- Records for the exercise -
// minimal safe state machine for the general channel. the exposed `BasicChannel` is a convenience
// wrapper around this.
//
// every state change is a transition on the lockable state: lock, apply the operation's own
// mutation, then `commit`, which computes the delivery plan, publishes the new state byte and
// releases the lock. the returned `Plan` is run by the caller afterwards, so user callbacks other
// than listener offers never run while the state is held.

use super::callback::{
    CallbackId,
    Claim,
    Consumer,
    Listener,
    OnClosed,
    Receiver,
};
use smallvec::SmallVec;
use std::{
    any::Any,
    collections::VecDeque,
    mem::take,
    panic::{catch_unwind, resume_unwind, AssertUnwindSafe},
    sync::{
        atomic::{
            Ordering::{Acquire, Release},
            AtomicU8,
        },
        Arc,
        Mutex,
        MutexGuard,
        PoisonError,
    },
};


// handle to a channel.
pub(crate) struct Channel<T>(Arc<Shared<T>>);

// channel shared state.
struct Shared<T> {
    // mutex around lockable state.
    lockable: Mutex<Lockable<T>>,
    // mirror of Lockable.state, published on commit so that state queries need not lock.
    state: AtomicU8,
}

// channel lockable state.
struct Lockable<T> {
    // buffered messages, oldest first.
    backlog: VecDeque<T>,
    // permanent listeners.
    listeners: Vec<Listener<T>>,
    // transient listeners which have not yet been offered a message.
    pending_listeners: Vec<Listener<T>>,
    // permanent receivers.
    receivers: Vec<Receiver<T>>,
    // transient receivers which have not yet been assigned a message.
    pending_receivers: Vec<Receiver<T>>,
    // callbacks to fire upon closing.
    on_closed: Vec<OnClosed>,
    // lifecycle state.
    //
    // - only ever moves forward: open -> sealed -> closed.
    // - if not open, the end of the backlog is the close point and enqueues are rejected.
    // - becomes closed at the end of the first transition which leaves it sealed with an empty
    //   backlog. all callback sets are empty once closed.
    state: State,
}

// possible values for Lockable.state and Shared.state.
#[repr(u8)]
#[derive(Debug, Copy, Clone, Eq, PartialEq)]
pub(crate) enum State {
    // enqueueing is possible.
    Open,
    // no more enqueues will be accepted, but buffered messages remain.
    Sealed,
    // sealed and drained.
    Closed,
}

impl<T: Clone> Channel<T> {
    // construct an empty, open channel.
    pub(crate) fn new() -> Self {
        Channel(Arc::new(Shared {
            lockable: Mutex::new(Lockable {
                backlog: VecDeque::new(),
                listeners: Vec::new(),
                pending_listeners: Vec::new(),
                receivers: Vec::new(),
                pending_receivers: Vec::new(),
                on_closed: Vec::new(),
                state: State::Open,
            }),
            state: AtomicU8::new(State::Open as u8),
        }))
    }

    // atomic-read the state byte.
    pub(crate) fn state(&self) -> u8 {
        self.0.state.load(Acquire)
    }

    // lock the channel.
    //
    // listener panics are caught inside the plan, so the mutex is only poisoned by an internal
    // assertion failing.
    pub(crate) fn lock(&self) -> Lock<'_, T> {
        Lock {
            shared: &self.0,
            lock: self.0.lockable.lock().unwrap_or_else(PoisonError::into_inner),
        }
    }

    // whether two handles refer to the same channel.
    pub(crate) fn ptr_eq(&self, other: &Self) -> bool {
        Arc::ptr_eq(&self.0, &other.0)
    }
}

impl<T> Clone for Channel<T> {
    fn clone(&self) -> Self {
        Channel(Arc::clone(&self.0))
    }
}

// lock on a channel.
pub(crate) struct Lock<'a, T> {
    shared: &'a Arc<Shared<T>>,
    lock: MutexGuard<'a, Lockable<T>>,
}

impl<'a, T: Clone> Lock<'a, T> {
    // the current lifecycle state.
    pub(crate) fn state(&self) -> State {
        self.lock.state
    }

    // buffered messages, oldest first.
    pub(crate) fn backlog(&self) -> &VecDeque<T> {
        &self.lock.backlog
    }

    // number of registered callbacks, of all kinds.
    pub(crate) fn callback_count(&self) -> usize {
        let l = &*self.lock;
        l.listeners.len()
            + l.pending_listeners.len()
            + l.receivers.len()
            + l.pending_receivers.len()
            + l.on_closed.len()
    }

    // append a message.
    //
    // panics if not open.
    pub(crate) fn enqueue(&mut self, msg: T) {
        assert_eq!(self.lock.state, State::Open, "internal bug");
        self.lock.backlog.push_back(msg);
    }

    // seal the channel, if open.
    pub(crate) fn seal(&mut self) {
        if self.lock.state == State::Open {
            debug!(backlog = self.lock.backlog.len(), "channel sealed");
            self.lock.state = State::Sealed;
        }
    }

    // register a listener.
    //
    // panics if closed.
    pub(crate) fn listen(&mut self, listener: Listener<T>, permanent: bool) {
        assert_ne!(self.lock.state, State::Closed, "internal bug");
        if permanent {
            self.lock.listeners.push(listener);
        } else {
            self.lock.pending_listeners.push(listener);
        }
    }

    // register a receiver.
    //
    // panics if closed.
    pub(crate) fn receive(&mut self, receiver: Receiver<T>, permanent: bool) {
        assert_ne!(self.lock.state, State::Closed, "internal bug");
        if permanent {
            self.lock.receivers.push(receiver);
        } else {
            self.lock.pending_receivers.push(receiver);
        }
    }

    // register a close callback.
    //
    // panics if closed.
    pub(crate) fn on_closed(&mut self, f: OnClosed) {
        assert_ne!(self.lock.state, State::Closed, "internal bug");
        self.lock.on_closed.push(f);
    }

    // remove the callback with the given id from whichever set holds it. returns whether anything
    // was removed.
    pub(crate) fn cancel(&mut self, id: CallbackId) -> bool {
        let before = self.callback_count();
        let l = &mut *self.lock;
        l.listeners.retain(|f| f.id() != id);
        l.pending_listeners.retain(|f| f.id() != id);
        l.receivers.retain(|f| f.id() != id);
        l.pending_receivers.retain(|f| f.id() != id);
        l.on_closed.retain(|f| f.id() != id);
        before != self.callback_count()
    }

    // compute the delivery plan, publish the resulting state, and release the lock.
    //
    // the plan must be run by the caller.
    pub(crate) fn commit(self) -> Plan<T> {
        let Lock { shared, mut lock } = self;
        let plan = lock.plan();
        shared.state.store(lock.state as u8, Release);
        drop(lock);
        plan
    }
}

impl<T: Clone> Lockable<T> {
    // take every message which is currently deliverable out of the backlog, in order.
    fn plan(&mut self) -> Plan<T> {
        let mut plan = Plan::default();

        // receivers pass. the head goes to every receiver at once, and the rest go to permanent
        // receivers only, since the transient ones have been used up.
        if !self.backlog.is_empty()
            && !(self.receivers.is_empty() && self.pending_receivers.is_empty())
        {
            if let Some(head) = self.backlog.pop_front() {
                let targets = self.receivers.iter()
                    .cloned()
                    .chain(self.pending_receivers.drain(..))
                    .collect();
                plan.dispatches.push(Dispatch::Receive(head, targets));
            }
            if !self.receivers.is_empty() {
                for msg in self.backlog.drain(..) {
                    let targets = self.receivers.iter().cloned().collect();
                    plan.dispatches.push(Dispatch::Receive(msg, targets));
                }
            }
        }

        // listeners pass. transient listeners get exactly one offer: the first message examined.
        if !self.backlog.is_empty()
            && !(self.listeners.is_empty() && self.pending_listeners.is_empty())
        {
            let mut transient = take(&mut self.pending_listeners);
            while let Some(msg) = self.backlog.front() {
                let mut consumers: SmallVec<[Consumer<T>; 2]> = SmallVec::new();
                for listener in self.listeners.iter().chain(transient.iter()) {
                    match catch_unwind(AssertUnwindSafe(|| listener.offer(msg))) {
                        Ok(Claim::Consume(consumer)) => consumers.push(consumer),
                        Ok(Claim::Decline) => (),
                        // a panicking listener declines. the panic resumes after the plan runs,
                        // so whatever was claimed so far is still delivered.
                        Err(panic) => {
                            debug!(id = ?listener.id(), "listener panicked during offer");
                            plan.panic.get_or_insert(panic);
                        }
                    }
                }
                transient.clear();
                let stop = consumers.is_empty() || plan.panic.is_some();
                if !consumers.is_empty() {
                    if let Some(msg) = self.backlog.pop_front() {
                        plan.dispatches.push(Dispatch::Consume(msg, consumers));
                    }
                }
                if stop {
                    break;
                }
            }
        }

        // reaching the close point of a sealed channel closes it.
        if self.state == State::Sealed && self.backlog.is_empty() {
            debug!("channel closed");
            self.state = State::Closed;
            self.listeners.clear();
            self.pending_listeners.clear();
            self.receivers.clear();
            self.pending_receivers.clear();
            plan.on_closed = take(&mut self.on_closed);
        }

        if !plan.is_empty() {
            trace!(
                deliveries = plan.dispatches.len(),
                remaining = self.backlog.len(),
                "planned deliveries"
            );
        }
        plan
    }
}


// side effects computed by a transition, to be run once it has committed.
pub(crate) struct Plan<T> {
    // messages removed from the backlog, in order, with the callbacks entitled to them.
    dispatches: SmallVec<[Dispatch<T>; 4]>,
    // close callbacks, if the transition closed the channel.
    on_closed: Vec<OnClosed>,
    // first panic caught from a listener offer, resumed at the end of run.
    panic: Option<Box<dyn Any + Send>>,
}

// a message removed from the backlog along with the callbacks it's assigned to.
enum Dispatch<T> {
    // assigned to receivers.
    Receive(T, SmallVec<[Receiver<T>; 2]>),
    // claimed by listeners.
    Consume(T, SmallVec<[Consumer<T>; 2]>),
}

impl<T> Default for Plan<T> {
    fn default() -> Self {
        Plan {
            dispatches: SmallVec::new(),
            on_closed: Vec::new(),
            panic: None,
        }
    }
}

impl<T: Clone> Plan<T> {
    // whether running this would do nothing.
    pub(crate) fn is_empty(&self) -> bool {
        self.dispatches.is_empty() && self.on_closed.is_empty() && self.panic.is_none()
    }

    // invoke every callback in the plan, in order, each exactly once. then resume a listener's
    // panic, if one was caught.
    pub(crate) fn run(self) {
        for dispatch in self.dispatches {
            match dispatch {
                Dispatch::Receive(msg, receivers) => {
                    fan_out(msg, receivers, |receiver, msg| receiver.deliver(msg));
                }
                Dispatch::Consume(msg, consumers) => {
                    fan_out(msg, consumers, |consumer, msg| consumer(msg));
                }
            }
        }
        for f in self.on_closed {
            f.fire();
        }
        if let Some(panic) = self.panic {
            resume_unwind(panic);
        }
    }
}

// call every target with the message, cloning it for all but the last.
fn fan_out<T, F, I>(msg: T, targets: I, mut call: impl FnMut(F, T))
where
    T: Clone,
    I: IntoIterator<Item = F>,
{
    let mut targets = targets.into_iter().peekable();
    while let Some(target) = targets.next() {
        if targets.peek().is_some() {
            call(target, msg.clone());
        } else {
            call(target, msg);
            break;
        }
    }
}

- What you have to do -
From the listing above, determine how many lines contain "once", then write only that number.

- Your solution -
4